Matthias Arnold; Kwangsik Nho; Alexandra Kueider-Paisley; Tyler Massaro; Kevin Huynh; Barbara Brauner; Siamak MahmoudianDehkordi; Gregory Louie; M Arthur Moseley; J Will Thompson; Lisa St John-Williams; Jessica D Tenenbaum; Colette Blach; Rui Chang; Roberta D Brinton; Rebecca Baillie; Xianlin Han; John Q Trojanowski; Leslie M Shaw; Ralph Martins; Michael W Weiner; Eugenia Trushina; Jon B Toledo; Peter J Meikle; David A Bennett; Jan Krumsiek; P Murali Doraiswamy; Andrew J Saykin; Rima Kaddurah-Daouk; Gabi Kastenmüller
Abstract
Late-onset Alzheimer's disease (AD) can, in part, be considered a metabolic disease. Besides age, female sex and APOE ε4 genotype represent strong risk factors for AD that also give rise to large metabolic differences. We systematically investigated group-specific metabolic alterations by conducting stratified association analyses of 139 serum metabolites in 1,517 individuals from the AD Neuroimaging Initiative with AD biomarkers. We observed substantial sex differences in effects of 15 metabolites with partially overlapping differences for APOE ε4 status groups. Several group-specific metabolic alterations were not observed in unstratified analyses using sex and APOE ε4 as covariates. Combined stratification revealed further subgroup-specific metabolic effects limited to APOE ε4+ females. The observed metabolic alterations suggest that females experience greater impairment of mitochondrial energy production than males.

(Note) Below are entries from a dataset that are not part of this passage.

//! Duty Mapping
//!
//! Converts servo pulse widths into duty values on the 16-bit scale the PWM
//! driver works in, and derives the fixed duty table the robot uses for its
//! whole lifetime.

use crate::system::config;

/// Largest duty value (signal held high for the whole period)
pub const DUTY_MAX: u16 = u16::MAX;

/// Converts a pulse width into a duty value for the given PWM frequency.
///
/// The result is clamped to `0..=DUTY_MAX`, so a pulse longer than the period
/// saturates instead of wrapping. Non-positive or NaN inputs yield 0.
pub fn duty_for(pulse_ms: f32, pwm_frequency_hz: f32) -> u16 {
    if !(pulse_ms > 0.0 && pwm_frequency_hz > 0.0) {
        return 0;
    }

    let period_ms = 1000.0 / pwm_frequency_hz;
    let fraction = pulse_ms / period_ms;
    let duty = libm::roundf(fraction * DUTY_MAX as f32);

    if duty.is_nan() {
        0
    } else {
        duty.clamp(0.0, DUTY_MAX as f32) as u16
    }
}

/// Integer clock divider and counter top for a PWM frequency.
///
/// Picks the smallest divider that keeps the period inside the 16-bit counter,
/// which keeps the duty resolution as high as possible. Past the largest
/// divider the counter saturates at `u16::MAX`.
pub fn servo_timing(clock_freq_hz: u32, pwm_frequency_hz: u32) -> (u8, u16) {
    let divider = ((clock_freq_hz / pwm_frequency_hz) / 65_536 + 1).min(255);
    let top = (clock_freq_hz / (pwm_frequency_hz * divider)).saturating_sub(1);
    (divider as u8, top.min(u16::MAX as u32) as u16)
}

/// Rescales a 16-bit duty onto a counter running `0..=top`.
///
/// Full duty maps to `top + 1`, which holds the output high, except when
/// `top` is already `u16::MAX` and the compare value saturates.
pub fn compare_for(duty: u16, top: u16) -> u16 {
    let span = top as u32 + 1;
    ((duty as u32 * span) / DUTY_MAX as u32).min(u16::MAX as u32) as u16
}

/// Pulse widths (ms) for every actuator position
#[derive(Debug, Clone, Copy, PartialEq)]
pub struct PulseWidths {
    pub motor_stop: f32,
    pub motor_forward: f32,
    pub motor_reverse: f32,
    pub spray_neutral: f32,
    pub spray_extend: f32,
    pub spray_retract: f32,
}

impl Default for PulseWidths {
    fn default() -> Self {
        Self {
            motor_stop: config::MOTOR_STOP_MS,
            motor_forward: config::MOTOR_FORWARD_MS,
            motor_reverse: config::MOTOR_REVERSE_MS,
            spray_neutral: config::SPRAY_NEUTRAL_MS,
            spray_extend: config::SPRAY_EXTEND_MS,
            spray_retract: config::SPRAY_RETRACT_MS,
        }
    }
}

/// Duty values derived once at startup
#[derive(Debug, Clone, Copy, PartialEq, Eq)]
pub struct DutyTable {
    /// Drive motors held still
    pub neutral: u16,
    /// Drive motor full forward
    pub forward: u16,
    /// Drive motor full reverse
    pub reverse: u16,
    /// Spray servo at rest
    pub spray_neutral: u16,
    /// Spray servo pressing
    pub spray_extend: u16,
    /// Spray servo pulled back
    pub spray_retract: u16,
    /// Right motor mounted mirrored
    pub right_inverted: bool,
}

impl DutyTable {
    pub fn new(pulses: &PulseWidths, pwm_frequency_hz: f32) -> Self {
        Self {
            neutral: duty_for(pulses.motor_stop, pwm_frequency_hz),
            forward: duty_for(pulses.motor_forward, pwm_frequency_hz),
            reverse: duty_for(pulses.motor_reverse, pwm_frequency_hz),
            spray_neutral: duty_for(pulses.spray_neutral, pwm_frequency_hz),
            spray_extend: duty_for(pulses.spray_extend, pwm_frequency_hz),
            spray_retract: duty_for(pulses.spray_retract, pwm_frequency_hz),
            right_inverted: false,
        }
    }

    /// Table built from [`crate::system::config`]
    pub fn from_config() -> Self {
        Self::new(&PulseWidths::default(), config::PWM_FREQUENCY_HZ)
            .with_right_inverted(config::RIGHT_MOTOR_INVERTED)
    }

    pub fn with_right_inverted(mut self, inverted: bool) -> Self {
        self.right_inverted = inverted;
        self
    }

    /// Full-forward duty for the right channel, honouring mirrored mounting
    pub fn right_forward(&self) -> u16 {
        if self.right_inverted {
            self.reverse
        } else {
            self.forward
        }
    }

    /// Full-reverse duty for the right channel, honouring mirrored mounting
    pub fn right_reverse(&self) -> u16 {
        if self.right_inverted {
            self.forward
        } else {
            self.reverse
        }
    }
}
//! Actuation Loop
//!
//! Turns the requested command into PWM output. The loop polls the command
//! store at a fixed period and acts on transitions only: a command that is
//! requested again while already applied causes no hardware write.
//!
//! `Spray` starts a [`SprayRun`] that the loop keeps as a handle and advances
//! on every poll. While the run is alive, drive requests are recorded in the
//! store but not acted on. When the run settles the store is reset to `Stop`,
//! so whatever was requested in the meantime is discarded.
//!
//! Every actuator write happens on this loop, so each output has exactly one
//! writer.

use crate::system::actuator::{Actuator, ActuatorError, Channel};
use crate::system::command::Command;
use crate::system::command_store::CommandStore;
use crate::system::config;
use crate::system::duty::DutyTable;
use crate::system::spray::{SprayRun, SprayStep, SprayTiming};
use crate::{log_error, log_info, log_warn};
use core::fmt;
use embassy_sync::blocking_mutex::raw::CriticalSectionRawMutex;
use embassy_sync::signal::Signal;
use embassy_time::{Instant, Timer};

/// Signal asking the actuation loop to park the robot and return
pub static SHUTDOWN: Signal<CriticalSectionRawMutex, ()> = Signal::new();

/// Requests a graceful shutdown
///
/// A running spray sequence is finished first; the loop never leaves the
/// servo mid-stroke.
pub fn request_shutdown() {
    SHUTDOWN.signal(());
}

/// Errors raised while acting on a command
#[derive(Debug, Clone, Copy, PartialEq, Eq)]
#[cfg_attr(feature = "pico2_w", derive(defmt::Format))]
pub enum ActuationError {
    /// Applying a drive command failed
    Drive(Command, ActuatorError),
    /// The spray sequence was aborted
    Spray(ActuatorError),
}

impl fmt::Display for ActuationError {
    fn fmt(&self, f: &mut fmt::Formatter<'_>) -> fmt::Result {
        match self {
            ActuationError::Drive(command, err) => {
                write!(f, "applying {:?} failed: {}", command, err)
            }
            ActuationError::Spray(err) => write!(f, "spray aborted: {}", err),
        }
    }
}

/// Left and right drive duties for a command, `None` for `Spray`
pub fn drive_duties(duties: &DutyTable, command: Command) -> Option<(u16, u16)> {
    match command {
        Command::Stop => Some((duties.neutral, duties.neutral)),
        Command::Forward => Some((duties.forward, duties.right_forward())),
        Command::Backward => Some((duties.reverse, duties.right_reverse())),
        Command::TurnLeft => Some((duties.reverse, duties.right_forward())),
        Command::TurnRight => Some((duties.forward, duties.right_reverse())),
        Command::Spray => None,
    }
}

/// Edge-triggered command applier
pub struct ActuationLoop<'a, A: Actuator> {
    store: &'a CommandStore,
    actuator: A,
    duties: DutyTable,
    timing: SprayTiming,
    last_applied: Option<Command>,
    spray: Option<SprayRun>,
    draining: bool,
}
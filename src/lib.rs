//! Spray rover firmware
//!
//! A two-wheel robot with a spray servo, driven from a browser over the
//! robot's own Wi-Fi access point.
//!
//! - [`system`]: commands, the command store, duty mapping, the actuation loop
//!   and its spray sequence, and the HTTP control handler. Hardware independent
//!   and tested on the host.
//! - `task`: the embassy tasks wiring that core to the Pico 2 W (PWM outputs,
//!   CYW43 access point, DHCP and HTTP). Built with the `pico2_w` feature.

#![cfg_attr(not(test), no_std)]

pub mod system;

#[cfg(feature = "pico2_w")]
pub mod task;
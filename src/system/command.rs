//! Command Module
//!
//! The closed set of directives the robot understands, and their wire tokens
//! as sent by the control panel.

/// Enum representing robot commands
#[derive(Debug, Clone, Copy, PartialEq, Eq)]
#[cfg_attr(feature = "pico2_w", derive(defmt::Format))]
pub enum Command {
    /// Hold both drive motors still
    Stop,
    /// Drive both motors full forward
    Forward,
    /// Drive both motors full reverse
    Backward,
    /// Spin left in place
    TurnLeft,
    /// Spin right in place
    TurnRight,
    /// Run the spray sequence once
    Spray,
}

impl Command {
    /// Every command, in panel order
    pub const ALL: [Command; 6] = [
        Command::Stop,
        Command::Forward,
        Command::Backward,
        Command::TurnLeft,
        Command::TurnRight,
        Command::Spray,
    ];

    /// Parses a wire token. Matching is exact and case-sensitive.
    pub fn from_token(token: &str) -> Option<Self> {
        match token {
            "stop" => Some(Command::Stop),
            "forward" => Some(Command::Forward),
            "back" => Some(Command::Backward),
            "turn_left" => Some(Command::TurnLeft),
            "turn_right" => Some(Command::TurnRight),
            "spray" => Some(Command::Spray),
            _ => None,
        }
    }

    /// Wire token of this command
    pub fn token(self) -> &'static str {
        match self {
            Command::Stop => "stop",
            Command::Forward => "forward",
            Command::Backward => "back",
            Command::TurnLeft => "turn_left",
            Command::TurnRight => "turn_right",
            Command::Spray => "spray",
        }
    }
}

#[cfg(test)]
mod tests {
    use super::*;

    #[test]
    fn test_tokens_parse_back_to_their_command() {
        for command in Command::ALL {
            assert_eq!(Command::from_token(command.token()), Some(command));
        }
    }

    #[test]
    fn test_panel_tokens() {
        assert_eq!(Command::from_token("back"), Some(Command::Backward));
        assert_eq!(Command::from_token("turn_left"), Some(Command::TurnLeft));
    }

    #[test]
    fn test_unknown_tokens_are_rejected() {
        assert_eq!(Command::from_token("xyz"), None);
        assert_eq!(Command::from_token(""), None);
        assert_eq!(Command::from_token("Forward"), None);
        assert_eq!(Command::from_token("backward"), None);
        assert_eq!(Command::from_token(" stop"), None);
    }
}
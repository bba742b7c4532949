//! Actuation Task
//!
//! Owns the PWM outputs and runs the actuation loop against the global
//! command store for the lifetime of the firmware.

use crate::log_info;
use crate::system::actuation::{ActuationLoop, SHUTDOWN};
use crate::system::command_store::COMMAND;
use crate::system::duty::DutyTable;
use crate::system::motor::PwmActuator;
use crate::system::resources::ActuatorResources;

#[embassy_executor::task]
pub async fn actuate(r: ActuatorResources) {
    let duties = DutyTable::from_config();
    log_info!(
        "duties: neutral {} forward {} reverse {} spray {}/{}/{}",
        duties.neutral,
        duties.forward,
        duties.reverse,
        duties.spray_neutral,
        duties.spray_extend,
        duties.spray_retract
    );

    let actuator = PwmActuator::new(r);
    let mut actuation = ActuationLoop::new(&COMMAND, actuator, duties);
    actuation.run(&SHUTDOWN).await;

    log_info!("actuation task finished, outputs parked");
}
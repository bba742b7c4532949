//! Logging Macros
//!
//! One set of macros for every build of the crate:
//! - Firmware (`pico2_w`): forwards to defmt, transported over RTT
//! - Host tests: prints to stdout so failing tests show the trace
//! - Host non-test: compiled out
//!
//! Arguments must implement `defmt::Format` on the firmware and
//! `core::fmt::Debug`/`Display` on the host, so enums are logged with `{:?}`.

/// Log informational message
#[macro_export]
macro_rules! log_info {
    ($($arg:tt)*) => {{
        #[cfg(feature = "pico2_w")]
        ::defmt::info!($($arg)*);

        #[cfg(all(not(feature = "pico2_w"), test))]
        println!("[INFO] {}", format!($($arg)*));
    }};
}

/// Log warning message
#[macro_export]
macro_rules! log_warn {
    ($($arg:tt)*) => {{
        #[cfg(feature = "pico2_w")]
        ::defmt::warn!($($arg)*);

        #[cfg(all(not(feature = "pico2_w"), test))]
        println!("[WARN] {}", format!($($arg)*));
    }};
}

/// Log error message
#[macro_export]
macro_rules! log_error {
    ($($arg:tt)*) => {{
        #[cfg(feature = "pico2_w")]
        ::defmt::error!($($arg)*);

        #[cfg(all(not(feature = "pico2_w"), test))]
        println!("[ERROR] {}", format!($($arg)*));
    }};
}

/// Log debug message
#[macro_export]
macro_rules! log_debug {
    ($($arg:tt)*) => {{
        #[cfg(feature = "pico2_w")]
        ::defmt::debug!($($arg)*);

        #[cfg(all(not(feature = "pico2_w"), test))]
        println!("[DEBUG] {}", format!($($arg)*));
    }};
}
//! DHCP Server
//!
//! Leases addresses to controllers joining the access point, so a phone gets
//! an address without manual setup.

use crate::system::config;
use crate::{log_info, log_warn};
use core::net::Ipv4Addr;
use edge_dhcp::server::{Server, ServerOptions};
use edge_dhcp::{Options, Packet};
use embassy_net::udp::{PacketMetadata, UdpSocket};
use embassy_net::{Ipv4Address, Stack};

/// Concurrent leases
const MAX_LEASES: usize = 8;

const DHCP_SERVER_PORT: u16 = 67;
const DHCP_CLIENT_PORT: u16 = 68;

fn ipv4(octets: [u8; 4]) -> Ipv4Addr {
    let [a, b, c, d] = octets;
    Ipv4Addr::new(a, b, c, d)
}

#[embassy_executor::task]
pub async fn dhcp_server(stack: Stack<'static>) {
    stack.wait_config_up().await;

    let mut rx_meta = [PacketMetadata::EMPTY; 2];
    let mut rx_buffer = [0u8; 600];
    let mut tx_meta = [PacketMetadata::EMPTY; 2];
    let mut tx_buffer = [0u8; 600];
    let mut socket = UdpSocket::new(stack, &mut rx_meta, &mut rx_buffer, &mut tx_meta, &mut tx_buffer);

    if let Err(err) = socket.bind(DHCP_SERVER_PORT) {
        log_warn!("DHCP bind failed: {:?}", err);
        return;
    }

    let server_ip = ipv4(config::AP_ADDRESS);
    let mut gateways = [server_ip];
    let options = ServerOptions::new(server_ip, Some(&mut gateways));

    let mut server = Server::<_, MAX_LEASES>::new_with_et(server_ip);
    server.range_start = ipv4(config::DHCP_RANGE_START);
    server.range_end = ipv4(config::DHCP_RANGE_END);

    log_info!("DHCP server running on port {}", DHCP_SERVER_PORT);

    let mut buf = [0u8; 600];
    loop {
        let (len, _meta) = match socket.recv_from(&mut buf).await {
            Ok(received) => received,
            Err(err) => {
                log_warn!("DHCP receive error: {:?}", err);
                continue;
            }
        };

        let request = match Packet::decode(&buf[..len]) {
            Ok(packet) => packet,
            Err(err) => {
                log_warn!("DHCP decode error: {}", defmt::Debug2Format(&err));
                continue;
            }
        };

        let mut opt_buf = Options::buf();
        let Some(reply) = server.handle_request(&mut opt_buf, &options, &request) else {
            continue;
        };

        let mut out = [0u8; 600];
        match reply.encode(&mut out) {
            Ok(encoded) => {
                let destination = (Ipv4Address::new(255, 255, 255, 255), DHCP_CLIENT_PORT);
                if let Err(err) = socket.send_to(encoded, destination).await {
                    log_warn!("DHCP send error: {:?}", err);
                }
            }
            Err(err) => log_warn!("DHCP encode error: {}", defmt::Debug2Format(&err)),
        }
    }
}
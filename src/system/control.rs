//! Control Request Handling
//!
//! Maps raw HTTP requests from the control panel onto the command store.
//!
//! | Request | Effect | Response |
//! |---|---|---|
//! | `GET /` | none | 200, control panel |
//! | `GET /cmd?c=<token>` | store updated | 200, `OK` |
//! | anything else | none | 404 |
//!
//! A missing, malformed or unknown `c` value is a stop request. Ambiguous
//! input must never leave the robot in its previous, possibly moving, state.

use crate::system::command::Command;
use crate::system::command_store::CommandStore;
use crate::{log_debug, log_info};
use core::fmt::Write;
use heapless::String;

/// Control panel served on `/`
pub const INDEX_HTML: &str = include_str!("../../static/index.html");

/// Longest rendered response head
pub const HEAD_CAPACITY: usize = 128;

/// Where a request goes
#[derive(Debug, Clone, Copy, PartialEq, Eq)]
#[cfg_attr(feature = "pico2_w", derive(defmt::Format))]
pub enum Route {
    /// Control panel page
    Index,
    /// Command request, token already resolved
    Command(Command),
    /// Unknown path, method or unparsable request
    NotFound,
}

/// Response status
#[derive(Debug, Clone, Copy, PartialEq, Eq)]
#[cfg_attr(feature = "pico2_w", derive(defmt::Format))]
pub enum Status {
    Ok,
    NotFound,
}

impl Status {
    pub fn line(self) -> &'static str {
        match self {
            Status::Ok => "200 OK",
            Status::NotFound => "404 Not Found",
        }
    }
}

/// A complete response with a static body
#[derive(Debug, Clone, Copy, PartialEq, Eq)]
pub struct Response {
    pub status: Status,
    pub content_type: &'static str,
    pub body: &'static [u8],
}

impl Response {
    pub const fn ok_text(body: &'static str) -> Self {
        Self {
            status: Status::Ok,
            content_type: "text/plain",
            body: body.as_bytes(),
        }
    }

    pub const fn page() -> Self {
        Self {
            status: Status::Ok,
            content_type: "text/html; charset=utf-8",
            body: INDEX_HTML.as_bytes(),
        }
    }

    pub const fn not_found() -> Self {
        Self {
            status: Status::NotFound,
            content_type: "text/plain",
            body: b"Not Found",
        }
    }

    /// Status line and headers, ending with the blank line
    pub fn head(&self) -> String<HEAD_CAPACITY> {
        let mut head = String::new();
        let written = write!(
            head,
            "HTTP/1.1 {}\r\nContent-Type: {}\r\nContent-Length: {}\r\nConnection: close\r\n\r\n",
            self.status.line(),
            self.content_type,
            self.body.len()
        );
        debug_assert!(written.is_ok(), "response head exceeds {} bytes", HEAD_CAPACITY);
        head
    }
}

/// Resolves the route of a raw request.
///
/// Only the request line is inspected; headers and body are ignored.
pub fn route(request: &[u8]) -> Route {
    let line_end = request
        .iter()
        .position(|&b| b == b'\n')
        .unwrap_or(request.len());
    let Ok(line) = core::str::from_utf8(&request[..line_end]) else {
        return Route::NotFound;
    };

    let mut parts = line.split_ascii_whitespace();
    let (Some(method), Some(target)) = (parts.next(), parts.next()) else {
        return Route::NotFound;
    };
    if method != "GET" {
        return Route::NotFound;
    }

    let (path, query) = match target.split_once('?') {
        Some((path, query)) => (path, Some(query)),
        None => (target, None),
    };

    match path {
        "/" => Route::Index,
        "/cmd" => Route::Command(command_from_query(query)),
        _ => Route::NotFound,
    }
}

/// Extracts the `c` parameter of a query string, defaulting to `Stop`.
pub fn command_from_query(query: Option<&str>) -> Command {
    let token = query.and_then(|query| {
        query
            .split('&')
            .filter_map(|pair| pair.split_once('='))
            .find(|(key, _)| *key == "c")
            .map(|(_, value)| value)
    });

    match token.and_then(Command::from_token) {
        Some(command) => command,
        None => {
            log_debug!("no usable command in query, stopping");
            Command::Stop
        }
    }
}

/// Handles one request: updates the store for command requests, then
/// returns the response to send.
pub fn handle(request: &[u8], store: &CommandStore) -> Response {
    match route(request) {
        Route::Index => Response::page(),
        Route::Command(command) => {
            log_info!("received command {:?}", command);
            store.set(command);
            Response::ok_text("OK")
        }
        Route::NotFound => Response::not_found(),
    }
}
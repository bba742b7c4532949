//! Configuration constants for the spray rover
//!
//! All tunable values live here: servo pulse widths, actuation timing and the
//! access point the robot opens for its controller. Pin assignment is kept in
//! [`crate::system::resources`].
//!
//! # Pulse widths
//!
//! The drive motors are continuous-rotation servos: 1.5 ms holds them still,
//! 2.0 ms is full speed one way and 1.0 ms full speed the other. The spray
//! servo uses the same convention for its extend and retract strokes.

use embassy_time::Duration;

// PWM Configuration
/// Servo PWM frequency in Hz (20 ms period)
pub const PWM_FREQUENCY_HZ: f32 = 50.0;

/// Drive motor pulse that holds the wheel still (ms)
pub const MOTOR_STOP_MS: f32 = 1.5;
/// Drive motor pulse for full forward (ms)
pub const MOTOR_FORWARD_MS: f32 = 2.0;
/// Drive motor pulse for full reverse (ms)
pub const MOTOR_REVERSE_MS: f32 = 1.0;

/// Spray servo resting pulse (ms)
pub const SPRAY_NEUTRAL_MS: f32 = 1.5;
/// Spray servo pulse that presses the trigger (ms)
pub const SPRAY_EXTEND_MS: f32 = 2.0;
/// Spray servo pulse that pulls back off the trigger (ms)
pub const SPRAY_RETRACT_MS: f32 = 1.0;

/// The right motor is mounted mirrored and turns the opposite way for the
/// same pulse. Swaps its forward and reverse duties when set.
pub const RIGHT_MOTOR_INVERTED: bool = false;

// Timing Configuration
/// Interval between two reads of the command store
pub const POLL_PERIOD: Duration = Duration::from_millis(10);

/// How long the spray servo holds the extended position
pub const SPRAY_EXTEND: Duration = Duration::from_millis(1500);

/// How long the spray servo holds the retracted position
pub const SPRAY_RETRACT: Duration = Duration::from_millis(1200);

// Network Configuration
/// Access point SSID
pub const AP_SSID: &str = "SprayRover";
/// Access point WPA2 passphrase (8-63 characters)
pub const AP_PASSWORD: &str = "12345678";
/// Access point radio channel
pub const AP_CHANNEL: u8 = 6;

/// Address of the robot on its own network (/24)
pub const AP_ADDRESS: [u8; 4] = [192, 168, 4, 1];
/// First address leased to a controller
pub const DHCP_RANGE_START: [u8; 4] = [192, 168, 4, 50];
/// Last address leased to a controller
pub const DHCP_RANGE_END: [u8; 4] = [192, 168, 4, 200];

/// Control panel port
pub const HTTP_PORT: u16 = 80;
/// Control connections served at once
pub const HTTP_WORKERS: usize = 2;
/// Idle timeout for one control connection; a silent preconnect holds a
/// worker for at most this long
pub const HTTP_SOCKET_TIMEOUT: Duration = Duration::from_secs(2);
/// Largest request head read from a client
pub const HTTP_REQUEST_MAX: usize = 1024;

Dissecting metabolic heterogeneity in AD pathogenesis can therefore enable grading the biomedical relevance for specific pathways within specific subgroups, guiding the way to personalized medicine.
Journal NATURE COMMUNICATIONS
ISSN 2041-1723
Published 02 Mar 2020
Volume 11
Issue 1
Pages 1148
DOI 10.1038/s41467-020-14959-w
Type Journal Article | Research Support, N.I.H., Extramural | Research Support, Non-U.S. Gov't | Research Support, U.S. Gov't, Non-P.H.S.